── AVAILABLE DATA ──
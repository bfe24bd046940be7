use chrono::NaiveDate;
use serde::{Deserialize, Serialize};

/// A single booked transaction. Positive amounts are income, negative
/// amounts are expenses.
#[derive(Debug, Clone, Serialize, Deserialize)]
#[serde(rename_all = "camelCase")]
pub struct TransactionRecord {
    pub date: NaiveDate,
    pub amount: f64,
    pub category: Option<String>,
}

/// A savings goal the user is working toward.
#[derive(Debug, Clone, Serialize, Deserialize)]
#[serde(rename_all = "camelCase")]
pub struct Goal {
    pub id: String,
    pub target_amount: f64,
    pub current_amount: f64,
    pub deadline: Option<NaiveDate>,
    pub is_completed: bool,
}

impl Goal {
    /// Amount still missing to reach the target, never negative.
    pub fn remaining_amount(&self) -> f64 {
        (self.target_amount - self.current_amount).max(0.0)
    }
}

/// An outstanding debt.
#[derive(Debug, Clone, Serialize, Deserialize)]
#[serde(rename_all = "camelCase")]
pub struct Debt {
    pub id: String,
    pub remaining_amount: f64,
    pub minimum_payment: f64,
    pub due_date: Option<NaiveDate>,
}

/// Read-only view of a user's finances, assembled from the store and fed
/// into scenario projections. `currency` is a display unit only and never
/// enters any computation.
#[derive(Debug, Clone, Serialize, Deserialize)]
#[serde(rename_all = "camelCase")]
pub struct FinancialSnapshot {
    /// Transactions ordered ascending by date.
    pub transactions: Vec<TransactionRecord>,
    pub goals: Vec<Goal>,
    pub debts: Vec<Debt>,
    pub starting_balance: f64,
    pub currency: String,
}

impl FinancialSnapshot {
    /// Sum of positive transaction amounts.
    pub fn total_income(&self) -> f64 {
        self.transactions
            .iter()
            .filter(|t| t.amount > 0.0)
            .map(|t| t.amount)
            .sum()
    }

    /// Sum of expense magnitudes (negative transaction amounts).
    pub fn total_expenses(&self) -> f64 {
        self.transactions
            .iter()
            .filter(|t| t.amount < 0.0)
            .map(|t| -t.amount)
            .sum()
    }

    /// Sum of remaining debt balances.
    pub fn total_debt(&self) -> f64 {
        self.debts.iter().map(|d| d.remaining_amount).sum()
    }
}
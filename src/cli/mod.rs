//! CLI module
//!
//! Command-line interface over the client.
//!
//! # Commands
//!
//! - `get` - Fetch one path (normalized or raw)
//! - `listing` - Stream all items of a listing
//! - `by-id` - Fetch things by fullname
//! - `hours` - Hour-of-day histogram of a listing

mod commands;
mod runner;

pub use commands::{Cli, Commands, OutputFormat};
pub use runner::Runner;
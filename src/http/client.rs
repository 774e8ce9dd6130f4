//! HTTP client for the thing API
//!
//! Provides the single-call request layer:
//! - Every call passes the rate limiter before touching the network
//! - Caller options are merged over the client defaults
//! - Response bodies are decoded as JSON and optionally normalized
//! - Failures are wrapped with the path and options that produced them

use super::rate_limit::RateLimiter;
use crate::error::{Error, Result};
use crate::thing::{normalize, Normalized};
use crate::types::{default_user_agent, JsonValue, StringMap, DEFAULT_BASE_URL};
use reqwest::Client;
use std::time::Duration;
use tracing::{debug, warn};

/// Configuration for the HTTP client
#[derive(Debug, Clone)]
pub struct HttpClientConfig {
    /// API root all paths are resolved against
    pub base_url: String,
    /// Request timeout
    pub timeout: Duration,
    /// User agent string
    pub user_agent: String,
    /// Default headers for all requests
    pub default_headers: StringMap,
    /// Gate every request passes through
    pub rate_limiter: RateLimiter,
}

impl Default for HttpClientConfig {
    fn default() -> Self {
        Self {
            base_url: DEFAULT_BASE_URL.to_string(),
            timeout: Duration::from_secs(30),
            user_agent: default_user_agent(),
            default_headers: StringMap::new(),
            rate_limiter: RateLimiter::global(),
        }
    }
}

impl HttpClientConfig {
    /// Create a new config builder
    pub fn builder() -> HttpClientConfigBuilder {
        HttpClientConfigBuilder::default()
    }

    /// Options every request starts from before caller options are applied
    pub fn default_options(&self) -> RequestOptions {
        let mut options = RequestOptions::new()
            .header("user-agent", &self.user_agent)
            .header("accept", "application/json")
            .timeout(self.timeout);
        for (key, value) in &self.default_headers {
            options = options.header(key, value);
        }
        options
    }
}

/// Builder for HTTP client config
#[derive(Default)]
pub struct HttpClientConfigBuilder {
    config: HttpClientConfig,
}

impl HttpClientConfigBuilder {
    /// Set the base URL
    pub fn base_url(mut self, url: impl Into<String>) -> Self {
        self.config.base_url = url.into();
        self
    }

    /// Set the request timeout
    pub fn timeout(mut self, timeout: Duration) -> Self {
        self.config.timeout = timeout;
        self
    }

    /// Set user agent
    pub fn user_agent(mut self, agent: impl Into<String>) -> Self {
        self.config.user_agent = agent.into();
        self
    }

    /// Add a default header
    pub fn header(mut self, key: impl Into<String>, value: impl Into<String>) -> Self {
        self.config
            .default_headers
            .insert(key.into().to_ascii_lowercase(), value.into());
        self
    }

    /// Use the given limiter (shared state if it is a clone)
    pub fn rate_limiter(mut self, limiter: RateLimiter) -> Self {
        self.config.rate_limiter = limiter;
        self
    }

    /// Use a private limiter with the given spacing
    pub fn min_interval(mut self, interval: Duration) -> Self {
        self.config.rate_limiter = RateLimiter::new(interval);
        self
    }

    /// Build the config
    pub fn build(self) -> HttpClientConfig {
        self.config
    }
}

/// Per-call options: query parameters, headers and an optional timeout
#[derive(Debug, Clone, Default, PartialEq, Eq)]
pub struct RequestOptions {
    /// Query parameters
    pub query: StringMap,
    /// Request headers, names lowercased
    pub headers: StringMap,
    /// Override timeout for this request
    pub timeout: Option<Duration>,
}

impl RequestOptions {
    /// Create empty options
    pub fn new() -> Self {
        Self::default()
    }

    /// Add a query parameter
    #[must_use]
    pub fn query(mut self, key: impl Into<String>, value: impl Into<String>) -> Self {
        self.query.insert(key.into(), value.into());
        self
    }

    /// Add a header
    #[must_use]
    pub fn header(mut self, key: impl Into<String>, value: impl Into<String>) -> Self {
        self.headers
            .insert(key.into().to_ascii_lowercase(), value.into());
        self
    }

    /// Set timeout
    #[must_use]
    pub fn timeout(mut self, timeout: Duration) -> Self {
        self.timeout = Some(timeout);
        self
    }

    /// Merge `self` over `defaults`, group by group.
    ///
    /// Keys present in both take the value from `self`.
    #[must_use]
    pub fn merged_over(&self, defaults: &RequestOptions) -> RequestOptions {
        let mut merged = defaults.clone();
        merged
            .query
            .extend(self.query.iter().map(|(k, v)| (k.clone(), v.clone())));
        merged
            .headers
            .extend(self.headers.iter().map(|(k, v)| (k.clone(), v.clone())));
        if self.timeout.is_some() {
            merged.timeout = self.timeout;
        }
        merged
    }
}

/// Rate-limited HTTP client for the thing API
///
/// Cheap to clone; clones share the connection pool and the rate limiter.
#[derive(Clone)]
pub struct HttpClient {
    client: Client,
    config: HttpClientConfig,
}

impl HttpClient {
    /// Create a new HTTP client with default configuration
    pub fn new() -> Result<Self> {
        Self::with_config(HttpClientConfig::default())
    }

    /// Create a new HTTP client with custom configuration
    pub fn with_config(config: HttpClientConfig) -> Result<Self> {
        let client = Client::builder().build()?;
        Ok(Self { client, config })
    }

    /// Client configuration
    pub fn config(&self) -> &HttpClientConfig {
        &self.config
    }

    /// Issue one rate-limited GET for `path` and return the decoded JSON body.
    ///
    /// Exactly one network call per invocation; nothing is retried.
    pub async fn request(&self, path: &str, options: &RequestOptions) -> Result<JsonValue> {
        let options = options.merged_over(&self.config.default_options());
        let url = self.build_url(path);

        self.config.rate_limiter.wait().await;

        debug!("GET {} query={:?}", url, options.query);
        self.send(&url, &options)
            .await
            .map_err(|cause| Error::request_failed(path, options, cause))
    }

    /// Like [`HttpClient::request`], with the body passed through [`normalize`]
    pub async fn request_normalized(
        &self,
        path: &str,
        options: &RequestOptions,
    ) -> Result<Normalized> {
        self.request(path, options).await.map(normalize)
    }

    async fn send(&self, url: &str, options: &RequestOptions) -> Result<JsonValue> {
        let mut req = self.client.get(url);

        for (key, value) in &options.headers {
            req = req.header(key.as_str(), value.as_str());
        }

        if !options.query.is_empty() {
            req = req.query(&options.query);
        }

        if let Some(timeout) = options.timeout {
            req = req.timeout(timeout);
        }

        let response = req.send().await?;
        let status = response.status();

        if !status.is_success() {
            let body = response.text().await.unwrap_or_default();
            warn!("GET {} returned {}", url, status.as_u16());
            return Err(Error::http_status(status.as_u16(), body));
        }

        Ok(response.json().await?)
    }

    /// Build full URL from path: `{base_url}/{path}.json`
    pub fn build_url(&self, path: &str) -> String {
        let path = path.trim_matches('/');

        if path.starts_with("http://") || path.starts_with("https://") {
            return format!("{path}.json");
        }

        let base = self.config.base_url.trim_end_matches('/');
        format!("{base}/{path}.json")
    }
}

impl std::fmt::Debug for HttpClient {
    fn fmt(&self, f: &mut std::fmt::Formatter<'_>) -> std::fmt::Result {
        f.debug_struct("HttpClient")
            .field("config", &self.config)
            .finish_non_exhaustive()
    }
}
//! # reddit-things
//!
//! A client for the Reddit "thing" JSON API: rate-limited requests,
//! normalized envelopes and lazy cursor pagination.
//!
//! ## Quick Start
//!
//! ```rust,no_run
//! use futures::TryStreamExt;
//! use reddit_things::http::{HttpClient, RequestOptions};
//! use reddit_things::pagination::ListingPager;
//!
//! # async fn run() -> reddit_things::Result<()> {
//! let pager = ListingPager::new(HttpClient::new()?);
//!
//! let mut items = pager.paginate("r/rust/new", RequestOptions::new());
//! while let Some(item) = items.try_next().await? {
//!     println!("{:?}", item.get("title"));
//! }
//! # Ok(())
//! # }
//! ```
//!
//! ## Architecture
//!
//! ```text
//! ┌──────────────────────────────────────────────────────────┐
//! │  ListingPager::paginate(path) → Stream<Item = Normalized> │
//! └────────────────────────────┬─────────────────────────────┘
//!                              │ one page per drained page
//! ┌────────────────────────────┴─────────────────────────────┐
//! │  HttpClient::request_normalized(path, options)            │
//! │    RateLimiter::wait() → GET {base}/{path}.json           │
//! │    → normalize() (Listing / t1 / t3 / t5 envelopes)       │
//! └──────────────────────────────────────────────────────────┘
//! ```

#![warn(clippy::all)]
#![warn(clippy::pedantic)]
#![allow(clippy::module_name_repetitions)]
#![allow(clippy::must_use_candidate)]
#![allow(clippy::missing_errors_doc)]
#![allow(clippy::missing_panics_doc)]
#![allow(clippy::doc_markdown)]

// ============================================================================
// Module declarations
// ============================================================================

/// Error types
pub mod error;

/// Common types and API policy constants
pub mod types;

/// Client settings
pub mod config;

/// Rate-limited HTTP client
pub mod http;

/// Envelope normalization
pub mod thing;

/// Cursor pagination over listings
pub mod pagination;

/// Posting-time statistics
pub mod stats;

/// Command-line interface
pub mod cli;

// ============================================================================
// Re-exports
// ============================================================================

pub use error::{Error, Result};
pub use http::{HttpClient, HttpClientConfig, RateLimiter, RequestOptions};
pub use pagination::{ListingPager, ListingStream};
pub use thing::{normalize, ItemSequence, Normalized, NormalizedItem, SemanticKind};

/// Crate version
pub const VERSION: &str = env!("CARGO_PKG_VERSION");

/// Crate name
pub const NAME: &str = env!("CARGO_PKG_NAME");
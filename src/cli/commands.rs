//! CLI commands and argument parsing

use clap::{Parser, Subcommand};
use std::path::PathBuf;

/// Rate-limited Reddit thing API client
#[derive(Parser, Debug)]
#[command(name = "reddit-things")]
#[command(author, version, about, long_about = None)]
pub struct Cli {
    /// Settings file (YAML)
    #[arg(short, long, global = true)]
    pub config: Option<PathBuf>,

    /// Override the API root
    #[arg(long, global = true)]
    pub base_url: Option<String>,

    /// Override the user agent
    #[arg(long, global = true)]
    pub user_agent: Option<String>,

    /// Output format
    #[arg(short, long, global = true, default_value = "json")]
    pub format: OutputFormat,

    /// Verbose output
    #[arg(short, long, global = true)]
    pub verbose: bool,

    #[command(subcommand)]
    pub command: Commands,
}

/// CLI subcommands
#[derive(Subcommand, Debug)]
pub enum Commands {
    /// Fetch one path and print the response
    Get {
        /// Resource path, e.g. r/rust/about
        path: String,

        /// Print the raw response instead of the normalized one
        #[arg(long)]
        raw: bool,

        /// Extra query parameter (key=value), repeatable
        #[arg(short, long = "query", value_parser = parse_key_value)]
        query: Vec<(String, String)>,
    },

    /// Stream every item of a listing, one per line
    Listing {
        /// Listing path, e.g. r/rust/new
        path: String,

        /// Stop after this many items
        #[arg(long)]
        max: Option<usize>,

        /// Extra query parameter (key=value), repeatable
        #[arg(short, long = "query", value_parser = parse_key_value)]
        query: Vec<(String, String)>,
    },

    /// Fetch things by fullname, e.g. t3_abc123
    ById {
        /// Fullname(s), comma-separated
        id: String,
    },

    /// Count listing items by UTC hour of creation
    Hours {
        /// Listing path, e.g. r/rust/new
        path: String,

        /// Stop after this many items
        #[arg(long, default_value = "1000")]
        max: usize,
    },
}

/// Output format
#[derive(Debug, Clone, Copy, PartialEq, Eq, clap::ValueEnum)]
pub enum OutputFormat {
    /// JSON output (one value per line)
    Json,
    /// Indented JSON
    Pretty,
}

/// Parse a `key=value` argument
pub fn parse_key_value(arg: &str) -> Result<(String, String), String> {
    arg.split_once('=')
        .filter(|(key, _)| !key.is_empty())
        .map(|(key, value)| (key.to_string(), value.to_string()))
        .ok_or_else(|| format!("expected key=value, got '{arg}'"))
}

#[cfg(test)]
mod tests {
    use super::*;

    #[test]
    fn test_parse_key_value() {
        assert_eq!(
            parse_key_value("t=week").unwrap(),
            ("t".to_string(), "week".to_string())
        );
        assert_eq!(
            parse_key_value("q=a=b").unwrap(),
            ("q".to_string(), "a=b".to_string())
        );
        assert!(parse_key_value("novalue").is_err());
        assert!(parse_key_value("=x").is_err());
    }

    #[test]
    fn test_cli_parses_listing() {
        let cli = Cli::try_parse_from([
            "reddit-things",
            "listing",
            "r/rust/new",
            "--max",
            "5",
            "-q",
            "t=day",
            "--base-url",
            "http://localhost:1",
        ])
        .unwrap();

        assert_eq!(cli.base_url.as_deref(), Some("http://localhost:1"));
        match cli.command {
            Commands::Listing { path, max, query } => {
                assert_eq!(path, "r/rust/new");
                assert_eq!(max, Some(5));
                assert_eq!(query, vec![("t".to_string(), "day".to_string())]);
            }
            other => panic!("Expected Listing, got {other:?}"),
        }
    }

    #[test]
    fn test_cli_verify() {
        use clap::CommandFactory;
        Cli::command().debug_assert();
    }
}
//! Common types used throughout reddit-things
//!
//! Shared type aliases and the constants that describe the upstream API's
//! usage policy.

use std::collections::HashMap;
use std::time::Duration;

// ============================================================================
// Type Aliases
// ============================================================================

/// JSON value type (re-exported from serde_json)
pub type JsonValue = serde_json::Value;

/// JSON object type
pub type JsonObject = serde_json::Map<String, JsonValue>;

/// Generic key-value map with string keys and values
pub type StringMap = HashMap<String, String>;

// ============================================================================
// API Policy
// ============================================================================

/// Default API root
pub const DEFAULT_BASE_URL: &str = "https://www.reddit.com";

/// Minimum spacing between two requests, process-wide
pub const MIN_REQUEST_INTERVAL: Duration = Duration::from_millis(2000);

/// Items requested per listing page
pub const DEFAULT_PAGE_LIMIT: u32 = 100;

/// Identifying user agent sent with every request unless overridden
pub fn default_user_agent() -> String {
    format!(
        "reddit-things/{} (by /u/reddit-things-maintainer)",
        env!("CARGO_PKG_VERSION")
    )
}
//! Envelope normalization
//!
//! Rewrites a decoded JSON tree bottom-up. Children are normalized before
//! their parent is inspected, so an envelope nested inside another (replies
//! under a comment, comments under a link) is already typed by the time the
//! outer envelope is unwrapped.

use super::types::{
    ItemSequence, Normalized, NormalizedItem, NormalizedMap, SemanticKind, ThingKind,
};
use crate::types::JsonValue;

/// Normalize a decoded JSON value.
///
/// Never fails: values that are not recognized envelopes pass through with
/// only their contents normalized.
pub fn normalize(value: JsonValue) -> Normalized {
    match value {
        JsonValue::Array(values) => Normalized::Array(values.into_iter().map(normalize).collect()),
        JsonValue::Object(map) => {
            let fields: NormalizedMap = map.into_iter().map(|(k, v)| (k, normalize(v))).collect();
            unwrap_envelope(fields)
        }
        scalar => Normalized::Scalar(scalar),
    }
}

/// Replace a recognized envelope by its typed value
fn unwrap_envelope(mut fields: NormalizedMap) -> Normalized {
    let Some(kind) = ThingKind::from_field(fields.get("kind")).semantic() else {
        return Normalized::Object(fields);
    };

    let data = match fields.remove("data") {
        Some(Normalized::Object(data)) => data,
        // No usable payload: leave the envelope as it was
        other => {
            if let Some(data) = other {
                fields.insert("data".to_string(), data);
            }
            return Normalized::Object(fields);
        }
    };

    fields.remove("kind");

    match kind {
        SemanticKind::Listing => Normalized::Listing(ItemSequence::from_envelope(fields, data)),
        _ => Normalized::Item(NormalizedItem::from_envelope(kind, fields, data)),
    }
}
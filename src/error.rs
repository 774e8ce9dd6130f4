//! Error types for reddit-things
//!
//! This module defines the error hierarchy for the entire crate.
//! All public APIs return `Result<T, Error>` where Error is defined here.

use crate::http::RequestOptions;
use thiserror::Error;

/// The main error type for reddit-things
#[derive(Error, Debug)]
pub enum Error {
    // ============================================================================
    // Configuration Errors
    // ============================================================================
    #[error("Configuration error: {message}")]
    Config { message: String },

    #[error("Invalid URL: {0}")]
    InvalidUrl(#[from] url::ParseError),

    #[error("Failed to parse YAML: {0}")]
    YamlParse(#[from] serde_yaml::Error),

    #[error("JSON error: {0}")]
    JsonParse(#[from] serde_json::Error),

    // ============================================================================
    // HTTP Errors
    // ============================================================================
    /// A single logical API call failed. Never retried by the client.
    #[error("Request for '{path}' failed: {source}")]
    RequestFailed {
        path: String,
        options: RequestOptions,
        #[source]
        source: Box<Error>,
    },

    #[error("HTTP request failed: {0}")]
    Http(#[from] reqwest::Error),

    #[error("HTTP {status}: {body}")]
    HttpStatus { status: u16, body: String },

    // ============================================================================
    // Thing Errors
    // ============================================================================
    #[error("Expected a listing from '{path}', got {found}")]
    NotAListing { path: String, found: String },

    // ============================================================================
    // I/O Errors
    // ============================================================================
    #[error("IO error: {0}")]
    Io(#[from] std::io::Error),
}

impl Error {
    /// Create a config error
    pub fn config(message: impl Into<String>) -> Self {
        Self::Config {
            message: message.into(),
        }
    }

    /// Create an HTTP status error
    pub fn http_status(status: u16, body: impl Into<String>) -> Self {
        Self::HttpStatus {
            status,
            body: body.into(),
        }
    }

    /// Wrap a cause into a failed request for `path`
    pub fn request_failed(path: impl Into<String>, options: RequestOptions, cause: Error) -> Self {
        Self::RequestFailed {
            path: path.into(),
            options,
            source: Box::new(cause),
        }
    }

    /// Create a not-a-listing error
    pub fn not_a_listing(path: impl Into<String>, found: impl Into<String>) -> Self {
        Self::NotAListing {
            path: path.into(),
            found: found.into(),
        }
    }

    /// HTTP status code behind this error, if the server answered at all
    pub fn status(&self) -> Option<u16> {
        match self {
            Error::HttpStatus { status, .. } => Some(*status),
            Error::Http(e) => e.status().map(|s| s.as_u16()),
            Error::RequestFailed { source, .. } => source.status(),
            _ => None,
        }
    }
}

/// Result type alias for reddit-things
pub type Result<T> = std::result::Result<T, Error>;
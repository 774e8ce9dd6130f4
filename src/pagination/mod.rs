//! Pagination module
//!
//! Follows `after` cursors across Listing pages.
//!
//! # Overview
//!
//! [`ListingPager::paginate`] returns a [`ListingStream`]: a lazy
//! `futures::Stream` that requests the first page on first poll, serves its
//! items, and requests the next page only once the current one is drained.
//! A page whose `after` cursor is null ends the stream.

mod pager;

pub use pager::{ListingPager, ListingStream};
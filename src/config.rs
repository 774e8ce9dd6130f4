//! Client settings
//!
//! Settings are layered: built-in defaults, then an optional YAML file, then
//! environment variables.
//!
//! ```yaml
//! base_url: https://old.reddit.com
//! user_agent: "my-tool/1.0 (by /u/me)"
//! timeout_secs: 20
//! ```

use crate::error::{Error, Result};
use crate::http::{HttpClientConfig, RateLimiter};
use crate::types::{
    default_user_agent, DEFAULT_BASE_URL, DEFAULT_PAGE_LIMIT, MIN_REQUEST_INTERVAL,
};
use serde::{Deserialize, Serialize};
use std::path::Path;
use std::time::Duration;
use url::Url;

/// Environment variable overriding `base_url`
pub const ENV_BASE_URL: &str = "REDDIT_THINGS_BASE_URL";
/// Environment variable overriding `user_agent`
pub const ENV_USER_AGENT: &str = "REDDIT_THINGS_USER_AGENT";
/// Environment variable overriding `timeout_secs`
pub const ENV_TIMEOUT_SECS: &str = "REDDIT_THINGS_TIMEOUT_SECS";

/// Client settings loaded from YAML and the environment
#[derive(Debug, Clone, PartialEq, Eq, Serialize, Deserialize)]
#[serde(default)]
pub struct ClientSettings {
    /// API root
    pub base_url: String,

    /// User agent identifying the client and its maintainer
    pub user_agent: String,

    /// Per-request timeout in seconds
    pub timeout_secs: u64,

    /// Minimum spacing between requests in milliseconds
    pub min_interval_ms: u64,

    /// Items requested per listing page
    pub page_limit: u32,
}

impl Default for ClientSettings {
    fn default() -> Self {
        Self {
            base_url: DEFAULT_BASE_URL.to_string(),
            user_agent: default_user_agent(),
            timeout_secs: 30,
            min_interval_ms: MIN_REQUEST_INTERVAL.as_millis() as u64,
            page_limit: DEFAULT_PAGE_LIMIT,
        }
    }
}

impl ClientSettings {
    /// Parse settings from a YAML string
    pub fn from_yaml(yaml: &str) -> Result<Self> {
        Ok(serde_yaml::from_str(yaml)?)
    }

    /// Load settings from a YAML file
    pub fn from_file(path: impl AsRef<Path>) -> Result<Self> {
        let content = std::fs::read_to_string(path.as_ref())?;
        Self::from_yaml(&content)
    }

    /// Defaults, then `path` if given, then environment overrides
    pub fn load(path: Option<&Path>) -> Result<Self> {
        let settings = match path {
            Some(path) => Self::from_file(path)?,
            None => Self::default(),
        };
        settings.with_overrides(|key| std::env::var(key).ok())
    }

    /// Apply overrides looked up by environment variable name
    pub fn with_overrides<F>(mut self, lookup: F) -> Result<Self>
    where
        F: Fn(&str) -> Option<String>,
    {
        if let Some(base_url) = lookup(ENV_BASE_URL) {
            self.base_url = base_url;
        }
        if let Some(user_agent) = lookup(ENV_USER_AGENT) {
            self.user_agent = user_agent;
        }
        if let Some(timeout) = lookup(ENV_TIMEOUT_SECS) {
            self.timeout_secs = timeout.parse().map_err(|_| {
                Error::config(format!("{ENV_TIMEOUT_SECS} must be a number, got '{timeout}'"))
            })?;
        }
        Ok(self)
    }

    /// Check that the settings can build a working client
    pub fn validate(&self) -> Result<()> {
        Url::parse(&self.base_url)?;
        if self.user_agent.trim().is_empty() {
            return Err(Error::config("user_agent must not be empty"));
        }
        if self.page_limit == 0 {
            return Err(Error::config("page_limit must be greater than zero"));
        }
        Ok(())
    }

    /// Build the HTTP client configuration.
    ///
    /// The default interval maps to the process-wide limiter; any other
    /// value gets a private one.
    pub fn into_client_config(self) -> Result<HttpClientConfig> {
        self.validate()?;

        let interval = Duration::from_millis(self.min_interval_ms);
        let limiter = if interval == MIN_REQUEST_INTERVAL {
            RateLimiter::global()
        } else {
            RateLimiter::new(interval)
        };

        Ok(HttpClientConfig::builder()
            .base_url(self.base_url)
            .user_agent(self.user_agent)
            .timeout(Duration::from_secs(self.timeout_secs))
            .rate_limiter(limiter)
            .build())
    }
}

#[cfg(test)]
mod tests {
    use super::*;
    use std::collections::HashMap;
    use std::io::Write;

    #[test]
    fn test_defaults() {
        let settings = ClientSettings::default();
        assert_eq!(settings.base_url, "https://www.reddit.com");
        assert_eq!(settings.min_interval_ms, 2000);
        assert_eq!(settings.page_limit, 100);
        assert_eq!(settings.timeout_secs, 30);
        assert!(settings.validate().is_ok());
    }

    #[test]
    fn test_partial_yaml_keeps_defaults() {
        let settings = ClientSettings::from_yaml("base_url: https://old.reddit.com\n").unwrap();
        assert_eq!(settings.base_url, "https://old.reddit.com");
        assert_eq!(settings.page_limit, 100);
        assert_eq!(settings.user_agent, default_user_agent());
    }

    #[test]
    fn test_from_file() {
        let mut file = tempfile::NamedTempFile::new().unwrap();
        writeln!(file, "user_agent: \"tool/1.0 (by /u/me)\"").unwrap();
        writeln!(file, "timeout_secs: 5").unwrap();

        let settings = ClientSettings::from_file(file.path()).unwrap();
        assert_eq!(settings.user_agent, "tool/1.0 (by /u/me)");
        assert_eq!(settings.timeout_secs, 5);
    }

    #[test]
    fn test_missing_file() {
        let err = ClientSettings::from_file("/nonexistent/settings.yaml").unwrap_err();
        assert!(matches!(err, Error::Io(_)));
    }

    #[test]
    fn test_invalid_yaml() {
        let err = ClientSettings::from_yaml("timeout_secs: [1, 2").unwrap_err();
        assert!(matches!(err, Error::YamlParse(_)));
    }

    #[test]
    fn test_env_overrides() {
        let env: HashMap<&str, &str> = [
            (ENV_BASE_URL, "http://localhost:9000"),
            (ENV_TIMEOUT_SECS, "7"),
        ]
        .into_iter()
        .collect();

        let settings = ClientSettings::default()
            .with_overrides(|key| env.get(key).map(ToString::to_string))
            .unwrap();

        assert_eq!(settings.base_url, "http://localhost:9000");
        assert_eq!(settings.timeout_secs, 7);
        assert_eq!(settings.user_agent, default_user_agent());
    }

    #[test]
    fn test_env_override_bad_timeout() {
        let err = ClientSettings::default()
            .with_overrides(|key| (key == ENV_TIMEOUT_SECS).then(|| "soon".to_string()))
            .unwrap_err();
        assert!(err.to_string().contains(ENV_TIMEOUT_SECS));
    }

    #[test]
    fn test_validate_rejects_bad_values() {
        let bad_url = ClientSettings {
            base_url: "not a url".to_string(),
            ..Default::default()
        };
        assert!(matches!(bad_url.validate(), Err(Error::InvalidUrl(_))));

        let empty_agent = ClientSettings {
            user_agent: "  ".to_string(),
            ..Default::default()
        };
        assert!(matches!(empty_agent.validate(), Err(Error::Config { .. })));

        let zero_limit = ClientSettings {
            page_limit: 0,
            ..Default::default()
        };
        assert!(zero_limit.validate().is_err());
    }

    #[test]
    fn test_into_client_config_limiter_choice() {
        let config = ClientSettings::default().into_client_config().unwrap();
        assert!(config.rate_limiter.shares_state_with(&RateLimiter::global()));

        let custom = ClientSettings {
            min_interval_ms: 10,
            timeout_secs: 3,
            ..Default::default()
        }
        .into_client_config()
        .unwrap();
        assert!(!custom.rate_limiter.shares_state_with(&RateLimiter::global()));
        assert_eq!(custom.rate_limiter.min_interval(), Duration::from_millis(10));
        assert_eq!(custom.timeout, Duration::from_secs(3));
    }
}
───
> REQUIREMENT: Of all the entries above, output exactly the lines between the one holding "self.timeout_secs = timeout.parse().map_err(|_|" and the one holding "if self.page_limit == 0", inclusive.

> THE COMPLETED TASK:
            self.timeout_secs = timeout.parse().map_err(|_| {
                Error::config(format!("{ENV_TIMEOUT_SECS} must be a number, got '{timeout}'"))
            })?;
        }
        Ok(self)
    }

    /// Check that the settings can build a working client
    pub fn validate(&self) -> Result<()> {
        Url::parse(&self.base_url)?;
        if self.user_agent.trim().is_empty() {
            return Err(Error::config("user_agent must not be empty"));
        }
        if self.page_limit == 0 {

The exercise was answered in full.